Question

I was looking for an autocommand to make Vim do a gg=G on BufLeave and FocusLost so that it would indent the buffer I wasn't using. I didn't like the idea of doing this when I open or save a file because I figured I would get impatient of the larger files. But I think I dislike the autocommand I tried even more:

:autocmd BufLeave,FocusLost * :normal gg=G

So I was wondering if anyone had any suggestions to avoid the following problems:

  • The biggest problem is that I lose what line I am on.
  • Also it seemed like I was having to wait for the indenting to finish to begin editing another buffer. (I imagine just about any solution would at least make Vim slower in other buffers probably.)

I don't necessarily need the entire autocommand code itself, but more an idea for an autocommand that would accomplish the indenting without causing bigger issues. Hopefully the answer won't be too above my head as I am still reading through Learn Vimscript the Hard Way. I have been wanting to get involved on stackoverflow and this seemed like a fairly interesting and unlikely duplicated question to ask.

Was it helpful?

Solution

for the problem 1, there is solution: You could save the cursor position before you do re-indent (gg=G), and after that restore the position. vim has build-in getpos() and setpos(), which could help you in this case. For example, you could create a function:

   function! Hook()
      let p = getpos(".")
      normal! gg=G
      call setpos(".",p)
   endfunction

and in your autocmd, you call the function:

:autocmd BufLeave,FocusLost * :call Hook()

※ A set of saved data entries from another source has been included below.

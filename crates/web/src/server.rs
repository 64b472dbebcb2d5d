//! HTTP Server
//!
//! Binds the axum router on TCP and serves until the shutdown token fires.

use crate::error::WebError;
use crate::handler::WebHandler;
use crate::rate_limiter::RateLimiter;
use crate::session::Session;
use crate::types::{ApiGenerateRequest, SubmitForm};
use axum::extract::rejection::FormRejection;
use axum::extract::State;
use axum::response::{IntoResponse, Response};
use axum::routing::{get, post};
use axum::{Form, Json, Router};
use mqscgen_core::application::ShutdownToken;
use mqscgen_core::port::{IdProvider, SessionStore};
use std::net::SocketAddr;
use std::sync::Arc;
use tokio::net::TcpListener;
use tokio::task::JoinHandle;
use tower_http::trace::TraceLayer;
use tracing::info;

pub const DEFAULT_HOST: &str = "127.0.0.1";
pub const DEFAULT_PORT: u16 = 5000;
pub const DEFAULT_RATE_LIMIT_BURST: u32 = 200;
pub const DEFAULT_RATE_LIMIT_RATE: u32 = 100;

/// Web Server Configuration
#[derive(Debug, Clone)]
pub struct WebServerConfig {
    pub host: String,
    pub port: u16,
    pub rate_limit_burst: u32,
    pub rate_limit_per_sec: u32,
}

impl Default for WebServerConfig {
    fn default() -> Self {
        Self {
            host: DEFAULT_HOST.to_string(),
            port: DEFAULT_PORT,
            rate_limit_burst: DEFAULT_RATE_LIMIT_BURST,
            rate_limit_per_sec: DEFAULT_RATE_LIMIT_RATE,
        }
    }
}

/// Shared router state
#[derive(Clone)]
pub struct AppState {
    pub(crate) handler: Arc<WebHandler>,
    pub(crate) id_provider: Arc<dyn IdProvider>,
}

/// Running server
pub struct WebServerHandle {
    pub local_addr: SocketAddr,
    pub task: JoinHandle<std::io::Result<()>>,
}

/// Web Server
pub struct WebServer {
    config: WebServerConfig,
    state: AppState,
}

impl WebServer {
    pub fn new(
        config: WebServerConfig,
        sessions: Arc<dyn SessionStore>,
        id_provider: Arc<dyn IdProvider>,
    ) -> Self {
        let rate_limiter = RateLimiter::new(config.rate_limit_burst, config.rate_limit_per_sec);
        Self {
            config,
            state: AppState {
                handler: Arc::new(WebHandler::new(sessions, rate_limiter)),
                id_provider,
            },
        }
    }

    /// Router with all routes registered
    pub fn router(&self) -> Router {
        Router::new()
            .route("/", get(index).post(submit))
            .route("/download", post(download))
            .route("/clear", post(clear))
            .route("/api/v1/object-types", get(object_types))
            .route("/api/v1/generate", post(api_generate))
            .route("/healthz", get(healthz))
            .layer(TraceLayer::new_for_http())
            .with_state(self.state.clone())
    }

    /// Bind and serve in a background task
    pub async fn start(
        self,
        mut shutdown: ShutdownToken,
    ) -> mqscgen_core::Result<WebServerHandle> {
        let addr = format!("{}:{}", self.config.host, self.config.port);
        let listener = TcpListener::bind(&addr).await?;
        let local_addr = listener.local_addr()?;

        info!(address = %local_addr, "HTTP server listening");

        let router = self.router();
        let task = tokio::spawn(async move {
            axum::serve(listener, router)
                .with_graceful_shutdown(async move { shutdown.wait().await })
                .await
        });

        Ok(WebServerHandle { local_addr, task })
    }
}

/// HTML routes answer with the page, errors included
async fn page(state: &AppState, session: &Session, result: Result<Response, WebError>) -> Response {
    let response = match result {
        Ok(response) => response,
        Err(err) => state.handler.error_page(session, err).await,
    };
    session.attach(response)
}

async fn index(State(state): State<AppState>, session: Session) -> Response {
    let result = state.handler.index(&session).await;
    page(&state, &session, result).await
}

async fn submit(
    State(state): State<AppState>,
    session: Session,
    form: Result<Form<SubmitForm>, FormRejection>,
) -> Response {
    let result = match form {
        Ok(Form(form)) => state.handler.submit(&session, form).await,
        Err(rejection) => Err(WebError::from(rejection)),
    };
    page(&state, &session, result).await
}

async fn download(State(state): State<AppState>, session: Session) -> Response {
    let result = state.handler.download(&session).await;
    page(&state, &session, result).await
}

async fn clear(State(state): State<AppState>, session: Session) -> Response {
    let result = state.handler.clear(&session).await;
    page(&state, &session, result).await
}

async fn api_generate(
    State(state): State<AppState>,
    Json(req): Json<ApiGenerateRequest>,
) -> Result<Response, WebError> {
    state.handler.api_generate(req).await
}

async fn object_types(State(state): State<AppState>) -> Response {
    state.handler.object_types().into_response()
}

async fn healthz() -> &'static str {
    "ok"
}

This should make your vim re-indent and keep the original when you leave and back to a buffer.

However for the problem 2, it seems that there is no good solution with vimscript. Because vimscript doesn't support multi-threading. If the reindent will take 30s, you have to wait when the autocmd was triggered. There could be a solution to implement multi-threads by python/perl. However I haven't tested. Vim 7.4 has improved python interface, you may want to give the multi-threading in python a try.